Keep every line in which "impl" occurs and drop the rest of the data.

--- START ---

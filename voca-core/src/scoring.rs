/// Two-tier reward table for won rounds.
#[derive(Debug, Clone, Copy, PartialEq, Eq)]
pub struct RewardTable {
    pub long_word_threshold: usize, // letters
    pub short_word_reward: u32,
    pub long_word_reward: u32,
}

impl Default for RewardTable {
    fn default() -> Self {
        Self {
            long_word_threshold: 5,
            short_word_reward: 10,
            long_word_reward: 20,
        }
    }
}

impl RewardTable {
    pub fn new(long_word_threshold: usize, short_word_reward: u32, long_word_reward: u32) -> Self {
        Self {
            long_word_threshold,
            short_word_reward,
            long_word_reward,
        }
    }

    /// Points credited for winning a word of `word_length` letters
    pub fn reward_for(&self, word_length: usize) -> u32 {
        if word_length >= self.long_word_threshold {
            self.long_word_reward
        } else {
            self.short_word_reward
        }
    }
}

--- END ---

* Result:
impl Default for RewardTable {
impl RewardTable {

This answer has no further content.